Describe some of the vital attributes that every entrepreneur should possess.
Grit, humility, and a willingness to learn. If you don’t have those you’re dead in the water.
What were the past experiences, achievements or lessons that have shaped your journey?
I was always fascinated by new things, and entrepreneurship allows me to continually be excited by new opportunities because of the varying stages of the company. I started trading stocks at a really young age and enjoyed making investment decisions or allocating capital for some return, and it always felt like that was being entrepreneurial in some way. I guess what inherently gets me excited is that it’s always new, always fresh, and there is always another new problem you are trying to address. It’s constantly changing.
How do you strategize your game plans to tackle competition in the market?
I’m a voracious reader, so I consume all types of information from all over the place. I would say the harder thing is not the strategy, but for me it’s the operationalizing of that strategy. I consume tons of information, everything from macroeconomic financial news to specific industry insights and competitor white papers. You name it, I consume it and come up with some understanding of what the marketplace is like, then try to navigate that marketplace by coming up with an effective operational plan. I think it really comes down to developing hypotheses about what the likely future will be like, and as the future unfolds you are essentially testing those hypotheses until one becomes the path that is going to unfold. Then you have that plan and are ready to execute on it.
What were the primal challenges and roadblocks you have faced during the initial phase of your career as an entrepreneur?
There’s so much you don’t know, and that is the biggest roadblock.
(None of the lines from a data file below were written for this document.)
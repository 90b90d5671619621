//! Logo file picker of the café form.
//!
//! Only the choice is tracked; nothing is uploaded and the submitted `logo`
//! stays the placeholder.

use crate::shared::icons::icon;
use leptos::prelude::*;
use wasm_bindgen::JsCast;
use web_sys::HtmlInputElement;

/// 2 MiB
pub const MAX_LOGO_BYTES: f64 = 2.0 * 1024.0 * 1024.0;

pub const LOGO_TOO_LARGE: &str = "File size must be less than 2MB";

#[derive(Debug, Clone, Default, PartialEq)]
pub struct LogoState {
    file_name: Option<String>,
    error: Option<String>,
}

impl LogoState {
    /// Accept or reject a picked file; a rejected file clears the choice
    pub fn select(&mut self, file_name: &str, size_bytes: f64) -> bool {
        if size_bytes > MAX_LOGO_BYTES {
            log::warn!("Rejected logo {} ({} bytes)", file_name, size_bytes);
            self.file_name = None;
            self.error = Some(LOGO_TOO_LARGE.to_string());
            false
        } else {
            self.file_name = Some(file_name.to_string());
            self.error = None;
            true
        }
    }

    pub fn clear(&mut self) {
        *self = Self::default();
    }

    pub fn file_name(&self) -> Option<&str> {
        self.file_name.as_deref()
    }

    pub fn error(&self) -> Option<&str> {
        self.error.as_deref()
    }

    /// A picked file counts as an unsaved change
    pub fn is_dirty(&self) -> bool {
        self.file_name.is_some()
    }
}

#[component]
pub fn LogoPicker(state: RwSignal<LogoState>, #[prop(into)] disabled: Signal<bool>) -> impl IntoView {
    let on_change = move |ev: leptos::ev::Event| {
        let Some(input) = ev
            .target()
            .and_then(|t| t.dyn_into::<HtmlInputElement>().ok())
        else {
            return;
        };
        match input.files().and_then(|files| files.get(0)) {
            Some(file) => {
                let accepted = state
                    .try_update(|s| s.select(&file.name(), file.size()))
                    .unwrap_or(false);
                if !accepted {
                    input.set_value("");
                }
            }
            None => state.update(LogoState::clear),
        }
    };

    view! {
        <div class=move || if state.with(|s| s.error().is_some()) { "form-group form-group--invalid" } else { "form-group" }>
            <label for="logo">"Logo"</label>
            <label class="button button--secondary logo-picker">
                {icon("upload")}
                " Choose file"
                <input
                    type="file"
                    id="logo"
                    accept="image/*"
                    style="display: none;"
                    disabled=move || disabled.get()
                    on:change=on_change
                />
            </label>
            <span class="logo-picker__name">
                {move || state.with(|s| s.file_name().unwrap_or("No file chosen").to_string())}
            </span>
            {move || state.with(|s| s.error().map(|e| e.to_string())).map(|e| view! {
                <div class="form-group__error">{e}</div>
            })}
        </div>
    }
}

#[cfg(test)]
mod tests {
    use super::*;

    #[test]
    fn accepts_files_up_to_two_mebibytes() {
        let mut logo = LogoState::default();
        assert!(!logo.is_dirty());
        assert!(logo.select("logo.png", MAX_LOGO_BYTES));
        assert_eq!(logo.file_name(), Some("logo.png"));
        assert!(logo.is_dirty());
    }

    #[test]
    fn rejects_larger_files() {
        let mut logo = LogoState::default();
        logo.select("small.png", 10.0);
        assert!(!logo.select("huge.png", MAX_LOGO_BYTES + 1.0));
        assert_eq!(logo.error(), Some("File size must be less than 2MB"));
        assert_eq!(logo.file_name(), None);
        assert!(!logo.is_dirty());

        assert!(logo.select("ok.png", 1024.0));
        assert_eq!(logo.error(), None);
    }
}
I got out of school with an MBA from a top 20 business school and thought I knew how to run a business. Then you start running a business and get punched in the face, and you realize that you know nothing about running a business. The biggest thing is quickly acquiring the knowledge that you don’t have and turning it into expert knowledge and executing against that.
Where do you see yourself in the near future and what are your future goals?
The future goal would be to turn Kyndi™ into a billion-dollar business and ultimately turn it into a trillion-dollar market cap business. I think with a company like Kyndi™ I have an opportunity to build a sustainable, long lasting business. The upside is so much greater than a lot of potential businesses. You could start a business and sell it for fifty, a hundred, two hundred and fifty million dollars and that’s a phenomenal outcome and you’ve built a great business, but it’s not one that sustains in the long term. Whereas here, I think there is an opportunity to become a great technology company. If I do it right, I’ll be running the company until I retire.
What is your advice for budding and emerging entrepreneurs?
Own your decisions and your own future. Everyone is willing to give advice, and some people provide better advice, some people provide terrible advice, and they are all just data points. Ultimately, you’re the one that makes the decision and you’re the one that knows the most about your company. You have to absorb all of the information and feedback that you get and understand that any decision that you make you should be willing to sign your name to. Listen to everything and understand that they’re all just data points that could be weighted differently depending on who they are coming from and, specifically, that person’s history of success on the task you’re inquiring about. But understand that ultimately the decision is yours and everything that goes right is because of you and everything that goes wrong is because of you.